На рубеже первого и второго десятилетий XX века сонет-акростих стал заметной разновидностью русского сонета. Замысловатая форма подзадоривала поэтов. Попал под ее влияние и одессит Бенедикт Лившиц (1887-1939), написавший целый ряд стихотворений этого типа.
«Серебряный век» вносит в русский сонет новую тематику, навсегда убрав классические барьеры. Возникает сонет-портрет. Бальмонт, автор книги «Сонеты солнца, меда и луны», создает широкую галерею портретов писателей и художников – мировых знаменитостей. Игорь Северянин (1887-1941), обаятельный индивидуалист и насмешник, развивает жанр ироничного сонета. Заметную известность имела его книга «Медальоны. Сонеты в вариации о поэтах, писателях и композиторах» (примерно 1930 г.), характеризующаяся острыми сонетами-эпиграммами.

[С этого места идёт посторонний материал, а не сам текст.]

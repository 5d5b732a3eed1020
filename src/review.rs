//! The task-resolution flow shown while a task gate is open.
//!
//! A review collects the player's answer, optionally asks the AI judge for
//! feedback, and ends with the teacher's verdict. Only an approved review
//! lets the game move on; the engine never learns which path approved it.

use crate::evaluation::{EvaluationRequest, Verdict};
use async_trait::async_trait;
use derive_more::{Display, Error};
use little_learners_board::{Generation, SoundCue, TileData};
use serde::{Deserialize, Serialize};
use std::sync::atomic::{AtomicU64, Ordering};
use tracing::{debug, info, instrument, warn};

static NEXT_REVIEW_ID: AtomicU64 = AtomicU64::new(1);

/// Identity of one review. Never reused within a process, so a late reply
/// cannot reach a later review of the same tile.
#[derive(Debug, Clone, Copy, PartialEq, Eq, Hash, PartialOrd, Ord, Display)]
#[display("review-{}", _0)]
pub struct ReviewId(u64);

impl ReviewId {
    fn next() -> Self {
        Self(NEXT_REVIEW_ID.fetch_add(1, Ordering::Relaxed))
    }
}

/// Where a review stands.
#[derive(Debug, Clone, Copy, PartialEq, Eq, Hash, Serialize, Deserialize, strum::Display)]
#[serde(rename_all = "lowercase")]
#[strum(serialize_all = "lowercase")]
pub enum ReviewStatus {
    /// Waiting for an answer.
    Idle,
    /// Judge is thinking.
    Checking,
    /// Judge has replied.
    Reviewed,
    /// Teacher approved. Final.
    Correct,
    /// Teacher asked for another try.
    Incorrect,
}

/// Review of one task gate.
#[derive(Debug, Clone, PartialEq, Eq)]
pub struct TaskReview {
    id: ReviewId,
    generation: Generation,
    tile: TileData,
    answer: String,
    status: ReviewStatus,
    verdict: Option<Verdict>,
}

impl TaskReview {
    /// Starts a review of `tile` for the game generation it was opened in.
    #[instrument(skip(tile), fields(tile_id = tile.id()))]
    pub fn new(generation: Generation, tile: TileData) -> Self {
        let id = ReviewId::next();
        debug!(%id, "Review opened");
        Self {
            id,
            generation,
            tile,
            answer: String::new(),
            status: ReviewStatus::Idle,
            verdict: None,
        }
    }

    /// This review's identity.
    pub fn id(&self) -> ReviewId {
        self.id
    }

    /// The tile under review.
    pub fn tile(&self) -> &TileData {
        &self.tile
    }

    /// Game generation the review belongs to.
    pub fn generation(&self) -> Generation {
        self.generation
    }

    /// Current answer text.
    pub fn answer(&self) -> &str {
        &self.answer
    }

    /// Current status.
    pub fn status(&self) -> ReviewStatus {
        self.status
    }

    /// Latest judge verdict, if any.
    pub fn verdict(&self) -> Option<&Verdict> {
        self.verdict.as_ref()
    }

    /// The answer can be edited.
    pub fn is_editable(&self) -> bool {
        !matches!(self.status, ReviewStatus::Checking | ReviewStatus::Correct)
    }

    /// The answer can be sent to the judge.
    pub fn can_submit(&self) -> bool {
        self.is_editable() && !self.answer.trim().is_empty()
    }

    /// The teacher approved; the turn may pass.
    pub fn is_approved(&self) -> bool {
        self.status == ReviewStatus::Correct
    }

    /// Replaces the answer. Returns false when editing is locked.
    pub fn set_answer(&mut self, text: impl Into<String>) -> bool {
        if !self.is_editable() {
            return false;
        }
        self.answer = text.into();
        true
    }

    /// Appends typed characters.
    pub fn push_str(&mut self, text: &str) -> bool {
        if !self.is_editable() {
            return false;
        }
        self.answer.push_str(text);
        true
    }

    /// Removes the last character.
    pub fn backspace(&mut self) -> bool {
        if !self.is_editable() {
            return false;
        }
        self.answer.pop().is_some()
    }

    /// Appends a speech transcript, separated from existing text by a single
    /// space.
    #[instrument(skip(self, transcript), fields(len = transcript.len()))]
    pub fn append_transcript(&mut self, transcript: &str) -> bool {
        let transcript = transcript.trim();
        if transcript.is_empty() || !self.is_editable() {
            return false;
        }
        if !self.answer.is_empty() && !self.answer.ends_with(' ') {
            self.answer.push(' ');
        }
        self.answer.push_str(transcript);
        true
    }

    /// Sends the answer for judging. Returns the request to evaluate, or
    /// `None` if the answer is blank or locked.
    #[instrument(skip(self), fields(tile_id = self.tile.id(), status = %self.status))]
    pub fn submit(&mut self) -> Option<EvaluationRequest> {
        if !self.can_submit() {
            debug!("Nothing to submit");
            return None;
        }
        self.status = ReviewStatus::Checking;
        info!("Answer sent to judge");
        Some(EvaluationRequest::new(&self.tile, self.answer.trim()))
    }

    /// Applies a judge verdict. Ignored unless it was requested by this
    /// review and the review is still checking.
    #[instrument(skip(self, verdict), fields(id = %self.id, status = %self.status))]
    pub fn receive_verdict(&mut self, review_id: ReviewId, verdict: Verdict) -> bool {
        if review_id != self.id {
            warn!(%review_id, "Verdict for an abandoned task dropped");
            return false;
        }
        if self.status != ReviewStatus::Checking {
            debug!("Verdict arrived outside checking, dropped");
            return false;
        }
        info!(is_correct = verdict.is_correct(), "Judge replied");
        self.verdict = Some(verdict);
        self.status = ReviewStatus::Reviewed;
        true
    }

    /// The teacher's decision. Authoritative over the judge, allowed in any
    /// status except after approval. Returns the cue to play.
    #[instrument(skip(self), fields(status = %self.status))]
    pub fn teacher_verdict(&mut self, approved: bool) -> Option<SoundCue> {
        if self.status == ReviewStatus::Correct {
            return None;
        }
        if approved {
            self.status = ReviewStatus::Correct;
            info!("Teacher approved");
            Some(SoundCue::Correct)
        } else {
            self.status = ReviewStatus::Incorrect;
            info!("Teacher asked for another try");
            Some(SoundCue::Incorrect)
        }
    }

    /// Text to pre-synthesize for pronunciation tiles.
    pub fn pronunciation_text(&self) -> Option<String> {
        self.tile
            .is_pronunciation()
            .then(|| self.tile.content().join(". "))
    }
}

/// Voice capture is not possible here.
#[derive(Debug, Clone, Display, Error)]
#[display("Voice input is not available: {}", reason)]
pub struct VoiceUnavailable {
    /// Why.
    pub reason: String,
}

/// Speech capture that yields transcribed text for the answer field.
#[async_trait]
pub trait VoiceInput: Send + Sync {
    /// Listens once and returns the transcript.
    async fn listen(&self) -> Result<String, VoiceUnavailable>;
}

/// The capture backend for environments with no microphone support.
#[derive(Debug, Clone, Copy, Default)]
pub struct NoVoiceInput;

#[async_trait]
impl VoiceInput for NoVoiceInput {
    async fn listen(&self) -> Result<String, VoiceUnavailable> {
        Err(VoiceUnavailable {
            reason: "this terminal has no speech recognition".to_string(),
        })
    }
}

#[cfg(test)]
mod tests {
    use super::*;
    use little_learners_board::TileCatalog;

    fn review(id: u32) -> TaskReview {
        TaskReview::new(Generation::default(), TileCatalog::standard().get(id).cloned().unwrap())
    }

    #[test]
    fn test_blank_answer_cannot_submit() {
        let mut r = review(2);
        assert!(r.submit().is_none());
        r.set_answer("   ");
        assert!(r.submit().is_none());
        assert_eq!(r.status(), ReviewStatus::Idle);
    }

    #[test]
    fn test_checking_locks_editing() {
        let mut r = review(2);
        r.set_answer("I am Sam, 8, Algiers");
        assert!(r.submit().is_some());
        assert_eq!(r.status(), ReviewStatus::Checking);
        assert!(!r.set_answer("changed"));
        assert!(!r.push_str("x"));
        assert_eq!(r.answer(), "I am Sam, 8, Algiers");
    }

    #[test]
    fn test_verdict_moves_to_reviewed() {
        let mut r = review(2);
        r.set_answer("hello");
        r.submit();
        assert!(r.receive_verdict(r.id(), Verdict::new(false, "Add your age.")));
        assert_eq!(r.status(), ReviewStatus::Reviewed);
        assert_eq!(r.verdict().map(|v| *v.is_correct()), Some(false));
        assert!(r.set_answer("hello, I am 8"));
    }

    #[test]
    fn test_stale_verdicts_dropped() {
        let other = review(3);
        let mut r = review(2);
        r.set_answer("hello");
        r.submit();
        assert!(!r.receive_verdict(other.id(), Verdict::new(true, "ok")));
        assert_eq!(r.status(), ReviewStatus::Checking);
        assert!(r.verdict().is_none());
    }

    #[test]
    fn test_late_verdict_skips_next_review_of_same_tile() {
        // Ana answers, the teacher approves before the judge replies
        let mut first = review(2);
        first.set_answer("I am Ana");
        first.submit();
        first.teacher_verdict(true);

        // Later in the same game Ben lands on the same tile
        let mut second = review(2);
        assert_eq!(second.generation(), first.generation());
        assert_ne!(second.id(), first.id());
        second.set_answer("I am Ben");
        second.submit();

        let applied = second.receive_verdict(first.id(), Verdict::new(true, "Great intro, Ana!"));
        assert!(!applied);
        assert_eq!(second.status(), ReviewStatus::Checking);
        assert!(second.verdict().is_none());

        assert!(second.receive_verdict(second.id(), Verdict::new(true, "Great intro, Ben!")));
        assert_eq!(second.verdict().map(|v| v.feedback().as_str()), Some("Great intro, Ben!"));
    }

    #[test]
    fn test_teacher_overrides_judge() {
        let mut r = review(8);
        r.set_answer("my sister is a docter");
        r.submit();
        r.receive_verdict(r.id(), Verdict::new(false, "Check spelling."));
        assert_eq!(r.teacher_verdict(true), Some(SoundCue::Correct));
        assert!(r.is_approved());
        assert_eq!(r.teacher_verdict(false), None);
        assert!(!r.set_answer("anything"));
    }

    #[test]
    fn test_teacher_rejection_allows_retry() {
        let mut r = review(9);
        r.set_answer("France");
        assert_eq!(r.teacher_verdict(false), Some(SoundCue::Incorrect));
        assert_eq!(r.status(), ReviewStatus::Incorrect);
        assert!(r.push_str(", Spain"));
        assert!(r.submit().is_some());
    }

    #[test]
    fn test_transcript_appends_with_single_space() {
        let mut r = review(3);
        r.append_transcript("one two");
        r.append_transcript(" three ");
        assert_eq!(r.answer(), "one two three");
        r.set_answer("four ");
        r.append_transcript("five");
        assert_eq!(r.answer(), "four five");
    }

    #[test]
    fn test_pronunciation_text() {
        assert_eq!(review(18).pronunciation_text().as_deref(), Some("The. Mother. Brother. There"));
        assert_eq!(review(2).pronunciation_text(), None);
    }

    #[tokio::test]
    async fn test_no_voice_input_reports_unavailable() {
        let err = NoVoiceInput.listen().await.unwrap_err();
        assert!(err.to_string().contains("not available"));
    }
}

В околопоэтических кругах пользовались успехом сонеты-«поздравушки». Публикуя их, именитые авторы чувствовали себя не очень уверенно, соединяя высокое с обыденным. К примеру, Ходасевич в сонете «Шурочке по приятному случаю дня рождения», явно смущаясь (а возможно, бравируя), снабдил название примечанием «Подражание Петрарке» и подписался «Виршеписец».
В ряду других был Иосиф Бродский (1940-1996), нобелевский лауреат, самый известный поэт русского зарубежья, автор ряда поэтических сборников, изданных вне СССР. На родине две его книги были впервые опубликованы лишь в 1990 году. Бродский, одинаково блестяще владевший всеми поэтическими жанрами, не оставил без внимания и сонет. В 1962 г. он использовал форму английского сонета без деления на строфы во вступлении ко второй части поэмы «Шествие» и написал 5 сонетов, один из которых – итальянский (октава, сочетающая кольцевую и перекрестную рифмовку, и сестет), остальные – верлибры.
Практически никто из именитых советских поэтов не писал сонетов – русская поэзия советского периода забыла сонет, оставив в поле зрения разве что произведения европейских авторов в соревновании, кто лучше сделает перевод. Лирика и драма были оттеснены патетическим поддакиванием, ура-патриотической направленностью, которым сонет органически чужд.
Но среди них оказался один из лучших русских сонетов – брюсовский «Сонет к форме» – и один из самых мощных по силе выражения – сонет «Самосуд» Шенгели.
Назад (или вперед) к сонету? Не будем торопиться, оценивая свои наблюдения, но дуновение легкого ветерка уже ощущается. Не исключено, что сонетные всплески повторяются со столетней цикличностью, но нам, смертным, этого скорей всего не узнать. И надо ли? Не будем забывать, что чтение, являясь процессом сугубо личным, происходит в конкретном времени конкретного человека.